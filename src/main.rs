mod cli;

use playgen::{
    config::{self, Config},
    pipeline::{OutputTarget, Pipeline, PipelineConfig, ProgressEvent, RunSummary},
    PlaylistFormat, UrlWrap,
};

use anyhow::Result;
use clap::Parser;
use cli::Cli;
use std::io::Write;

fn main() -> Result<()> {
    let cli = Cli::parse();

    // Initialize logging
    // Respect RUST_LOG env var if set, otherwise use defaults based on verbose flag
    let env_filter = std::env::var("RUST_LOG").unwrap_or_else(|_| {
        if cli.verbose {
            "playgen=debug,playgen_media=debug,playgen_common=debug".to_string()
        } else {
            "playgen=warn".to_string()
        }
    });

    tracing_subscriber::fmt()
        .with_env_filter(&env_filter)
        .with_writer(std::io::stderr)
        .init();

    let config = config::load_config_or_default(cli.config.as_deref())?;
    let output = OutputTarget::parse(&cli.playlist);
    let pipeline_config = build_pipeline_config(&cli, &config);
    pipeline_config.validate()?;

    // Status lines go to stderr when the playlist itself goes to stdout
    let console = Console::new(output.is_stdout());
    let verbose = pipeline_config.verbose;
    let verify = pipeline_config.verify;

    let progress_console = console;
    let pipeline = Pipeline::new(pipeline_config).with_progress_callback(Box::new(
        move |event: &ProgressEvent| progress_console.progress(event, verbose),
    ));

    console.line(format!(
        "Generating playlist with {} entries...",
        pipeline.config().range_len()
    ));
    if verify {
        console.line("Verifying URLs...");
    }

    let summary = pipeline.run(&output)?;
    print_summary(&console, &summary, cli.json)?;

    Ok(())
}

fn build_pipeline_config(cli: &Cli, config: &Config) -> PipelineConfig {
    let format_name = cli
        .format
        .clone()
        .unwrap_or_else(|| config.playlist.format.clone());
    let format = PlaylistFormat::from_str_lossy(&format_name);
    if format_name.parse::<PlaylistFormat>().is_err() {
        tracing::warn!("Unknown format '{}', using {}", format_name, format);
    }

    let workers = match cli.threads {
        Some(threads) => threads.max(1) as usize,
        None => config.verify.threads,
    };

    let wrap = UrlWrap::new(
        cli.prefix.clone().or_else(|| config.playlist.prefix.clone()),
        cli.suffix.clone().or_else(|| config.playlist.suffix.clone()),
    );

    PipelineConfig::new(cli.link.clone(), cli.start, cli.end)
        .with_padding(cli.padding.unwrap_or(config.playlist.padding))
        .with_format(format)
        .with_verify(cli.verify || config.verify.enabled)
        .with_verbose(cli.verbose)
        .with_workers(workers)
        .with_wrap(wrap)
}

fn print_summary(console: &Console, summary: &RunSummary, json: bool) -> Result<()> {
    if json {
        let json_str = serde_json::to_string_pretty(summary)?;
        console.line(json_str);
        return Ok(());
    }

    if summary.skipped > 0 {
        console.line(format!(
            "Skipped {} entries that could not be generated",
            summary.skipped
        ));
    }

    if summary.verified {
        console.line(format!(
            "\nVerification complete: {} valid, {} invalid URLs",
            summary.valid, summary.invalid
        ));
    }

    console.line(format!(
        "Playlist file '{}' created successfully.",
        summary.output
    ));

    Ok(())
}

/// Human-readable status output.
#[derive(Clone, Copy)]
struct Console {
    use_stderr: bool,
}

impl Console {
    fn new(use_stderr: bool) -> Self {
        Self { use_stderr }
    }

    fn line(&self, msg: impl AsRef<str>) {
        if self.use_stderr {
            eprintln!("{}", msg.as_ref());
        } else {
            println!("{}", msg.as_ref());
        }
    }

    fn progress(&self, event: &ProgressEvent, verbose: bool) {
        match event {
            ProgressEvent::Generated { done, total } if !verbose => {
                self.inline(format!("\rProgress: {}/{}", done, total));
                if done == total {
                    self.line("");
                }
            }
            ProgressEvent::Checked {
                url, reachable, ..
            } if verbose => {
                let status = if *reachable { "OK" } else { "FAILED" };
                self.line(format!("Checking: {} [{}]", url, status));
            }
            ProgressEvent::Checked { done, total, .. } => {
                self.inline(format!("\rVerified: {}/{}", done, total));
                if done == total {
                    self.line("");
                }
            }
            _ => {}
        }
    }

    fn inline(&self, msg: String) {
        if self.use_stderr {
            let mut err = std::io::stderr().lock();
            let _ = write!(err, "{}", msg);
            let _ = err.flush();
        } else {
            let mut out = std::io::stdout().lock();
            let _ = write!(out, "{}", msg);
            let _ = out.flush();
        }
    }
}
use reqwest::blocking::Client;
use reqwest::redirect::Policy;
use std::time::Duration;

/// Per-request timeout for reachability probes
pub const CHECK_TIMEOUT: Duration = Duration::from_secs(5);

/// Redirect hops followed before a probe is considered failed
const MAX_REDIRECTS: usize = 10;

/// Decides whether a URL is reachable.
///
/// Implementations must never panic or surface errors: every failure mode
/// collapses to `false`.
pub trait Checker: Send + Sync {
    fn check(&self, url: &str) -> bool;
}

impl<F> Checker for F
where
    F: Fn(&str) -> bool + Send + Sync,
{
    fn check(&self, url: &str) -> bool {
        self(url)
    }
}

/// HEAD-request checker backed by a blocking HTTP client.
///
/// The client lives exactly as long as the checker, so one verification run
/// owns one client and releases it when the run ends. Idle connections are not
/// pooled: every probe is an independent request. If the client cannot be
/// built, every URL is reported unreachable.
pub struct HttpChecker {
    client: Option<Client>,
}

impl HttpChecker {
    pub fn new() -> Self {
        Self::with_timeout(CHECK_TIMEOUT)
    }

    pub fn with_timeout(timeout: Duration) -> Self {
        let client = Client::builder()
            .timeout(timeout)
            .redirect(Policy::limited(MAX_REDIRECTS))
            .pool_max_idle_per_host(0)
            .build()
            .map_err(|e| tracing::warn!("Failed to build HTTP client: {}", e))
            .ok();

        Self { client }
    }
}

impl Default for HttpChecker {
    fn default() -> Self {
        Self::new()
    }
}

impl Checker for HttpChecker {
    fn check(&self, url: &str) -> bool {
        let Some(client) = self.client.as_ref() else {
            return false;
        };

        match client.head(url).send() {
            Ok(response) => {
                let status = response.status();
                let reachable = is_reachable_status(status.as_u16());
                tracing::debug!("HEAD {} -> {}", url, status);
                reachable
            }
            Err(e) => {
                tracing::debug!("HEAD {} failed: {}", url, e);
                false
            }
        }
    }
}

/// 2xx and 3xx count as reachable.
pub fn is_reachable_status(status: u16) -> bool {
    (200..400).contains(&status)
}

#[cfg(test)]
mod tests {
    use super::*;

    #[test]
    fn test_reachable_status_range() {
        assert!(!is_reachable_status(199));
        assert!(is_reachable_status(200));
        assert!(is_reachable_status(204));
        assert!(is_reachable_status(304));
        assert!(is_reachable_status(399));
        assert!(!is_reachable_status(400));
        assert!(!is_reachable_status(404));
        assert!(!is_reachable_status(503));
    }

    #[test]
    fn test_missing_client_is_unreachable() {
        let checker = HttpChecker { client: None };
        assert!(!checker.check("http://127.0.0.1:1/ep_01.mp3"));
    }

    #[test]
    fn test_closure_checker() {
        let checker = |url: &str| url.ends_with("2.mp3");
        assert!(checker.check("http://x.test/ep_2.mp3"));
        assert!(!checker.check("http://x.test/ep_1.mp3"));
    }

    #[test]
    fn test_invalid_url_is_unreachable() {
        let checker = HttpChecker::with_timeout(Duration::from_millis(200));
        assert!(!checker.check("not a url"));
        assert!(!checker.check(""));
    }
}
----
__INSTRUCTIONS TO FOLLOW__:
All lines in the records above with "OutputTarget" need to be found and copied.

__SOLUTION TO THIS EXERCISE__:
    pipeline::{OutputTarget, Pipeline, PipelineConfig, ProgressEvent, RunSummary},
    let output = OutputTarget::parse(&cli.playlist);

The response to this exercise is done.